Explicar o confundir


   

La palabra es la mejor herramienta para explicar la realidad, pero también para enmascararla.

1 de enero de 2012

No sé estarme quieto


   

Aunque siempre estoy ocupado en una u otra cosa, la verdad es que llevo ya demasiado tiempo sin nada concreto que hacer. Después de una vida muy agitada, empiezo a disfrutar, por una parte, de bastante paz, pero, por otra, me entristece mucho la falta de proyectos. No logro acostumbrarme a la falta de sueños, a tanta inmovilidad; ni a la crisis, ni a la austeridad. Y no es que quiera vivir en los excesos, o en el derroche, pero esta forzada pasividad, esta falta de ilusiones, me arrastra a la depresión. Ya lo dijo Emil Cioran, "el sentimiento más penoso de la existencia es el de sentirse inútil”. Sé que debería de empezar a hacerme a un lado, que ahora le toca a los jóvenes, pero yo quiero seguir haciendo cosas, no quizá como lo hacía hasta hace poco, con ese voluntarismo lastimoso, pero tampoco quiero detenerme. Siempre he sentido una gran impaciencia por hacer; llevo muy mal el ocio, la paso muy mal. Y además, me parece que resignarse al sedentarismo es una forma de anticipar la muerte.

23 de diciembre de 2011

Preocupación y desánimo

   
Si bien es cierto que no hay razones para alimentar la preocupación y el desánimo, debemos reconocer que una inmensa y compleja diversidad de peligros nos acechan.

15 de diciembre de 2011

La celebridad

    
  
La celebridad y la trascendencia son un puro accidente.
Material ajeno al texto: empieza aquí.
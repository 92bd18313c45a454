//! LLM 客户端抽象
//!
//! 所有后端（OpenAI 兼容 / 通义千问 / Mock）实现 LlmClient，调度核心只用非流式完成。

use async_trait::async_trait;

use crate::llm::message::Message;

#[async_trait]
pub trait LlmClient: Send + Sync {
    /// 非流式完成，返回首个候选的文本
    async fn complete(&self, messages: &[Message]) -> Result<String, String>;

    /// 后端与模型名，用于日志
    fn describe(&self) -> String {
        "llm".to_string()
    }
}
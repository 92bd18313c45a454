//! 应用配置：从 config/default.toml 与环境变量加载
//!
//! 加载顺序：先读 TOML 文件，再用环境变量 `AISIRI__*` 覆盖（双下划线表示嵌套，如 `AISIRI__DISPATCH__TIMEOUT_MS=5000`）。

use std::path::PathBuf;
use std::time::Duration;

use serde::Deserialize;

/// 应用配置根（对应 config/default.toml 的顶层）
#[derive(Debug, Clone, Default, Deserialize)]
#[serde(default)]
pub struct AppConfig {
    pub app: AppSection,
    pub llm: LlmSection,
    pub dispatch: DispatchSection,
    pub tools: ToolsSection,
}

/// [app] 段
#[derive(Debug, Clone, Deserialize)]
#[serde(default)]
pub struct AppSection {
    /// 合成回复时助手的自称
    pub assistant_name: String,
}

impl Default for AppSection {
    fn default() -> Self {
        Self {
            assistant_name: "小艾".to_string(),
        }
    }
}

/// [llm] 段：后端选择与超时
#[derive(Debug, Clone, Deserialize)]
#[serde(default)]
pub struct LlmSection {
    /// 后端：qwen / openai / mock
    pub provider: String,
    pub model: String,
    pub base_url: Option<String>,
    pub timeouts: LlmTimeoutsSection,
}

impl Default for LlmSection {
    fn default() -> Self {
        Self {
            provider: "qwen".to_string(),
            model: "qwen-plus".to_string(),
            base_url: None,
            timeouts: LlmTimeoutsSection::default(),
        }
    }
}

#[derive(Debug, Clone, Deserialize)]
#[serde(default)]
pub struct LlmTimeoutsSection {
    /// 单次请求超时（秒）
    pub request: u64,
}

impl Default for LlmTimeoutsSection {
    fn default() -> Self {
        Self { request: 60 }
    }
}

/// [dispatch] 段：各阶段超时（毫秒）
#[derive(Debug, Clone, Deserialize)]
#[serde(default)]
pub struct DispatchSection {
    /// 整个调度（分类 + 执行）的全局截止时间
    pub timeout_ms: u64,
    pub synthesis_timeout_ms: u64,
    pub classify_timeout_ms: u64,
    /// “今天已有任务”查询
    pub inventory_timeout_ms: u64,
}

impl Default for DispatchSection {
    fn default() -> Self {
        Self {
            timeout_ms: 30_000,
            synthesis_timeout_ms: 10_000,
            classify_timeout_ms: 8_000,
            inventory_timeout_ms: 3_000,
        }
    }
}

impl DispatchSection {
    pub fn timeout(&self) -> Duration {
        Duration::from_millis(self.timeout_ms)
    }

    pub fn synthesis_timeout(&self) -> Duration {
        Duration::from_millis(self.synthesis_timeout_ms)
    }

    pub fn classify_timeout(&self) -> Duration {
        Duration::from_millis(self.classify_timeout_ms)
    }

    pub fn inventory_timeout(&self) -> Duration {
        Duration::from_millis(self.inventory_timeout_ms)
    }
}

/// [tools] 段：本地外部工具的默认城市与路线端点
#[derive(Debug, Clone, Deserialize)]
#[serde(default)]
pub struct ToolsSection {
    pub default_city: String,
    pub route_origin: String,
    pub default_destination: String,
}

impl Default for ToolsSection {
    fn default() -> Self {
        Self {
            default_city: "上海".to_string(),
            route_origin: "上海漕河泾B栋".to_string(),
            default_destination: "虹桥机场".to_string(),
        }
    }
}

/// 从 config 目录加载配置，环境变量 AISIRI__* 可覆盖
///
/// 1. 按顺序查找 config/default.toml、../config/default.toml、default.toml，找到则作为第一源
/// 2. 若传入 config_path 且文件存在，则追加该文件（可覆盖前面的键）
/// 3. 最后叠加环境变量 AISIRI__*（双下划线表示嵌套键）
pub fn load_config(config_path: Option<PathBuf>) -> Result<AppConfig, config::ConfigError> {
    let mut builder = config::Config::builder();

    let default_names = ["config/default", "../config/default", "default"];
    for name in default_names {
        let path = format!("{}.toml", name);
        if std::path::Path::new(&path).exists() {
            builder = builder.add_source(config::File::with_name(name).required(false));
            break;
        }
    }

    if let Some(ref path) = config_path {
        if path.exists() {
            builder = builder.add_source(config::File::from(path.clone()).required(false));
        } else {
            tracing::warn!(path = %path.display(), "config file not found, ignoring");
        }
    }

    builder = builder.add_source(
        config::Environment::with_prefix("AISIRI")
            .separator("__")
            .try_parsing(true),
    );

    let c = builder.build()?;
    c.try_deserialize()
}

/// 加载失败时记录告警并使用默认值
pub fn load_config_or_default(config_path: Option<PathBuf>) -> AppConfig {
    load_config(config_path).unwrap_or_else(|e| {
        tracing::warn!("Config load failed ({}), using defaults", e);
        AppConfig::default()
    })
}

#[cfg(test)]
mod tests {
    use super::*;
    use std::io::Write;

    #[test]
    fn test_defaults() {
        let cfg = AppConfig::default();
        assert_eq!(cfg.app.assistant_name, "小艾");
        assert_eq!(cfg.llm.provider, "qwen");
        assert_eq!(cfg.dispatch.timeout(), Duration::from_secs(30));
        assert_eq!(cfg.tools.default_city, "上海");
    }

    #[test]
    fn test_explicit_file_overrides_defaults() {
        let mut file = tempfile::Builder::new().suffix(".toml").tempfile().unwrap();
        writeln!(
            file,
            r#"
[app]
assistant_name = "小明"

[dispatch]
timeout_ms = 1500

[tools]
default_city = "北京"
"#
        )
        .unwrap();

        let cfg = load_config(Some(file.path().to_path_buf())).unwrap();
        assert_eq!(cfg.app.assistant_name, "小明");
        assert_eq!(cfg.dispatch.timeout_ms, 1500);
        assert_eq!(cfg.tools.default_city, "北京");
        // 未出现的键保持默认
        assert_eq!(cfg.tools.default_destination, "虹桥机场");
    }

    #[test]
    fn test_missing_file_is_not_an_error() {
        let cfg = load_config(Some(PathBuf::from("/nonexistent/aisiri.toml"))).unwrap();
        assert!(cfg.dispatch.classify_timeout_ms > 0);
    }
}
//! OpenAI 兼容 API 客户端
//!
//! 通过 async_openai 调用任意 OpenAI 兼容端点（可配置 base_url）；通义千问的 compatible-mode 也走这里。

use std::time::Duration;

use async_openai::config::OpenAIConfig;
use async_openai::types::chat::{
    ChatCompletionRequestAssistantMessageArgs, ChatCompletionRequestMessage,
    ChatCompletionRequestSystemMessageArgs, ChatCompletionRequestUserMessageArgs,
    CreateChatCompletionRequestArgs,
};
use async_openai::Client;
use async_trait::async_trait;

use crate::llm::message::{Message, Role};
use crate::llm::LlmClient;

/// OpenAI 兼容客户端：持有 Client、模型名与单次请求超时
pub struct OpenAiClient {
    client: Client<OpenAIConfig>,
    model: String,
    request_timeout: Duration,
}

impl OpenAiClient {
    pub fn new(base_url: Option<&str>, model: &str, api_key: Option<&str>) -> Self {
        let api_key = api_key
            .map(String::from)
            .or_else(|| std::env::var("OPENAI_API_KEY").ok())
            .unwrap_or_else(|| "sk-placeholder".to_string());

        let config = match base_url {
            Some(url) => OpenAIConfig::new().with_api_base(url).with_api_key(api_key),
            None => OpenAIConfig::new().with_api_key(api_key),
        };

        Self {
            client: Client::with_config(config),
            model: model.to_string(),
            request_timeout: Duration::from_secs(60),
        }
    }

    pub fn with_request_timeout(mut self, timeout: Duration) -> Self {
        self.request_timeout = timeout;
        self
    }

    pub fn model(&self) -> &str {
        &self.model
    }

    fn to_openai_messages(
        messages: &[Message],
    ) -> Result<Vec<ChatCompletionRequestMessage>, String> {
        messages
            .iter()
            .map(|m| {
                let converted = match m.role {
                    Role::System => ChatCompletionRequestSystemMessageArgs::default()
                        .content(m.content.clone())
                        .build()
                        .map(ChatCompletionRequestMessage::System),
                    Role::User => ChatCompletionRequestUserMessageArgs::default()
                        .content(m.content.clone())
                        .build()
                        .map(ChatCompletionRequestMessage::User),
                    Role::Assistant => ChatCompletionRequestAssistantMessageArgs::default()
                        .content(m.content.clone())
                        .build()
                        .map(ChatCompletionRequestMessage::Assistant),
                };
                converted.map_err(|e| e.to_string())
            })
            .collect()
    }
}

#[async_trait]
impl LlmClient for OpenAiClient {
    async fn complete(&self, messages: &[Message]) -> Result<String, String> {
        let request = CreateChatCompletionRequestArgs::default()
            .model(&self.model)
            .messages(Self::to_openai_messages(messages)?)
            .build()
            .map_err(|e| e.to_string())?;

        let response = tokio::time::timeout(self.request_timeout, self.client.chat().create(request))
            .await
            .map_err(|_| format!("request timed out after {}s", self.request_timeout.as_secs()))?
            .map_err(|e| e.to_string())?;

        if let Some(usage) = &response.usage {
            tracing::debug!(
                model = %self.model,
                prompt_tokens = usage.prompt_tokens,
                completion_tokens = usage.completion_tokens,
                "llm usage"
            );
        }

        Ok(response
            .choices
            .first()
            .and_then(|c| c.message.content.clone())
            .unwrap_or_default())
    }

    fn describe(&self) -> String {
        format!("openai-compatible/{}", self.model())
    }
}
Que cansancio ser alguien, cual es la necesidad de destacar. Lo mejor es vivir discretamente, lejos de la fama; a fin de cuentas, un día nos morimos, y eso fue todo.

6 de diciembre de 2011

Mejor, al pasito

    

Algunas personas van con tanta prisa que se les olvida vivir. Otras, tan despacio, que se vuelven viejas antes de empezar a hacerlo.

1 de diciembre de 2011

No entiendo por qué

    

No entiendo por qué tantos colegas se dedicaron a la pintura, y menos, si tanto le tiraban al éxito y la fama.

22 de noviembre de 2011

Perseguir un sueño

    

¿Será por no reparar demasiado en mis propias limitaciones que me he embarcado ingenuamente en muchas aventuras? Mi actitud siempre ha sido la de ir tras aquello que deseo o que considero tener derecho. Le tengo terror a la rutina, y cuando me aburro, rompo con la monotonía iniciando un nuevo proyecto. Siempre he perseguido mis sueños con desbordado entusiasmo, lo cual conlleva estar dispuesto a la preocupación, incluso, a modificar mis costumbres. Supone valentía, pero muchas veces —debo reconocerlo— una buena dosis de irresponsabilidad.